Early in August I saw this flower. When I saw it it reminded me of a passion flower but it was much smaller and the wrong color.




“Peg, did you ever think there might be more than one kind of passion flower?” you ask.

No. Well, that’s not true. I knew there were other, more exotic forms of the flower, I just didn’t know we had another kind here in Missouri.

Don’t laugh. I can be kind of simple sometimes. It just never crossed my mind that it was a passionflower.

While looking up other wildflowers in the field guide on the Missouri Department of Conversation website I stumbled on a picture of a yellow passion flower and recognized it immediately.

I should have known.

I also found out, via Wikipedia, that it is considered an endangered species in Pennsylvania.

This picture is the only yellow passion flower I have ever seen. Even when I was taking the photo I didn’t see any other flowers. And I have been looking for it again every since then and I can’t find it.

Sigh.

The other photo I had up as my desktop (and is up there now) is this one. I don’t really know what to say about it except I like it.

And this…



… will turn into this as it matures and it is a yellow ironweed.



Now since we are talking about my photos and since not everyone can see the photos I post online, I want to talk about another one -- or two!

I have been photographing a plant for almost a month now and it isn’t changing very much.

Thursday I take the girls for a walk and I see our city has been hard at work mowing the roadsides. To think of all the beautiful wildflowers the mowers cut down makes me sad. Then I hear my mother in my head. “When critters are killed on the road,” she told me once when I was sad about a dead deer, “it means that other animals can eat.”

She is not only a beautiful woman, she is wise too.

So I hear my mother saying that and I’m thinking that maybe, just maybe the same thing can be applied to wild flowers too. When some are cut down, it allows others to thrive.

Funny how we comfort ourselves with these kinds of thoughts.

So…they mowed. I shrug it off and keep on walking.

I get to where these guys live and I’m glad they are still there, although I’m not sure they are ever going to be anything more than they were right now, I still think they are pretty, and I take their pictures again this day.



I start to move on and what do I see?

A little further up on the bank, where the sunlight is more full, I see a purple flower, one I had not seen before.
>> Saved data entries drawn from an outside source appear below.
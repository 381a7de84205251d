pub mod arguments;
pub mod diagnostic;
pub mod entry;
pub mod error;
pub mod index;
mod util;

pub use arguments::{ArgValue, Arguments, ConversionWarning};
pub use diagnostic::{Diagnostic, DiagnosticKind, ParsePolicy};
pub use entry::{FIXED_FIELDS, FieldValue, LogEntry, NotesField, is_fixed_field};
pub use error::{Error, Location, Result};
pub use index::{GroupRegistry, LogIndex};
pub use util::*;
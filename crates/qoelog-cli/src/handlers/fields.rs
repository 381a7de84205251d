use super::HandlerContext;
use crate::args::SourceArgs;
use crate::output;
use anyhow::Result;

pub fn handle(ctx: &HandlerContext, source: &SourceArgs) -> Result<()> {
    let workspace = ctx.open(source, None)?;
    output::print_fields(&workspace.search().field_names(), ctx.format)
}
Ginger, who is normally very eager to go off-roadin’, puts her brakes on and doesn’t want to go up the bank with me. I lock her leash, set it and Itsy and Itsy’s leash on the ground beside her, a little ways off the road, and command, “Stay here!” I climb the bank to investigate this flower and it doesn’t take me long to realize these are the more mature version on the other one.
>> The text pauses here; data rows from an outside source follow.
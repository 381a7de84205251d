use super::HandlerContext;
use crate::args::{QueryArgs, SourceArgs};
use crate::output;
use anyhow::Result;

pub fn handle(
    ctx: &HandlerContext,
    source: &SourceArgs,
    query: &QueryArgs,
    file_type: &str,
    ignore_incomplete: bool,
) -> Result<()> {
    let workspace = ctx.query(source, query)?;
    let resolved = workspace.resolve_files(file_type, ignore_incomplete)?;
    output::print_files(&resolved, ctx.format)
}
“Did you find out what it is?” you ask.

Yes. This is called a rough blazing star.

Now, I have to tell you something else. Goin’ off roadin’, taking photos of wildflowers and bugs and whatever else catches my attention is not without a price. Namely chiggers.

“Can’t you use insect repellent?” you ask.
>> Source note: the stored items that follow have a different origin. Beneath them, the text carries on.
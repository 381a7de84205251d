use qoelog_engine::LogSearch;
use qoelog_parser::SourceFiles;
use std::collections::BTreeSet;
use std::path::Path;

use crate::Result;
use crate::ancestry::{GitCli, VersionControl, ancestor_matches};
use crate::config::Config;
use crate::resolver::{FileResolver, ResolvedFiles};
use crate::sync::{SyncReport, sync_files};

/// A loaded log set, its query state and the configuration it was opened with
///
/// File resolution, sync and the ancestry filter all act on the current
/// found set of [`LogWorkspace::search`].
#[derive(Debug)]
pub struct LogWorkspace {
    search: LogSearch,
    config: Config,
}

impl LogWorkspace {
    /// Load `sources` with the configured parse policy and search modes
    pub fn open(sources: &SourceFiles, config: Config) -> Result<Self> {
        let index = qoelog_parser::load(sources, config.search.parse_policy)?;
        tracing::info!(
            entries = index.len(),
            diagnostics = index.diagnostics.len(),
            path = %index.search_path.display(),
            "log set loaded"
        );
        let search = LogSearch::new(index)
            .with_modes(config.search.update_mode, config.search.string_mode);
        Ok(Self { search, config })
    }

    /// Open a directory of logs, or a single log file
    pub fn open_path(path: &Path, config: Config) -> Result<Self> {
        Self::open(&SourceFiles::resolve(path)?, config)
    }

    pub fn search(&self) -> &LogSearch {
        &self.search
    }

    pub fn search_mut(&mut self) -> &mut LogSearch {
        &mut self.search
    }

    pub fn config(&self) -> &Config {
        &self.config
    }

    /// Data files of the found entries below the search path
    pub fn resolve_files(
        &self,
        file_type: &str,
        ignore_incomplete: bool,
    ) -> Result<Vec<ResolvedFiles>> {
        FileResolver::new(&self.config.resolver, self.search.search_path())
            .ignore_incomplete(ignore_incomplete)
            .resolve(self.search.found_entries(), file_type)
    }

    /// Copy the found entries' data files into `local` and list them there
    pub fn sync(&self, local: &Path, file_type: &str) -> Result<SyncReport> {
        sync_files(
            &self.config.resolver,
            self.search.found_entries(),
            self.search.search_path(),
            local,
            file_type,
        )
    }

    /// Ancestry filter using the configured git executable
    pub fn filter_ancestors(&mut self, rev: &str, repo: &str) -> Result<BTreeSet<usize>> {
        let git = GitCli::new(&self.config.git.program);
        self.filter_ancestors_with(&git, rev, repo)
    }

    /// Match every entry against `rev` and fold the result into the found set
    pub fn filter_ancestors_with(
        &mut self,
        vcs: &dyn VersionControl,
        rev: &str,
        repo: &str,
    ) -> Result<BTreeSet<usize>> {
        let matches = ancestor_matches(self.search.index(), vcs, rev, repo)?;
        self.search.apply_result(matches.clone());
        Ok(matches)
    }
}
I could. I hate using poisons and besides, when you come back in you need to wash the stuff off your skin. That’s a pain too. So what I was doing was just brushing my legs off when I come out of the weeds.

I’m walking down the road, stepping into the grass and weeds to photograph wildflowers and bugs, coming back onto the road and bending over to brush my legs off, and everything becomes unseated. Itsy doesn’t like me bending over when I’m holding her and she grunts. My camera, around my neck, and my Doggy Poopy Bag, on my shoulder, swing forward and I have to make sure they don’t collide or hit one of the girls. First I brush off one leg then switch and do the other.

Does this sound like a job?

It is.

And what’s worse is when I only go a few steps and see something else I want to photograph, then I have to go through the whole routine all over again. After doing this for a few days I realized I was either brushing the chiggers into my sock, or not getting them off my socks to begin with. One way or the other, the result is the same. My ankles, under my socks, are full of itchy red welts that wake me up in the middle of the night.

I know. I’m not getting any sympathy from you, “You get what you deserve,” you say.

In an effort to reduce the number of chigger bites, I add pinching and rubbing at my socks to crush the little boogers.

And in an effort to reduce the night time itching, I take an antihistamine before I go to bed.

A few more days of this and still waking up with the itching -- one antihistamine doesn’t last the night through -- I decide that when I come in from my walks I’ll shed my socks and wash my legs, ankles, and feet. That seems to help too. I do this for a few days and all of this stuff put together really seems to be effective, albeit labor intensive. But after a few days, when I’m standing in the bathroom, running a washrag over my legs and feet, it hits me.

As long as I’m washing anyway I might just as well use insect repellent and not go through all that other bull stuff, right?

(Don’t laugh. I know I’m a slow thinker.)

And now the challenge I face is to remember to put it on before I take the girls out for their evening walk.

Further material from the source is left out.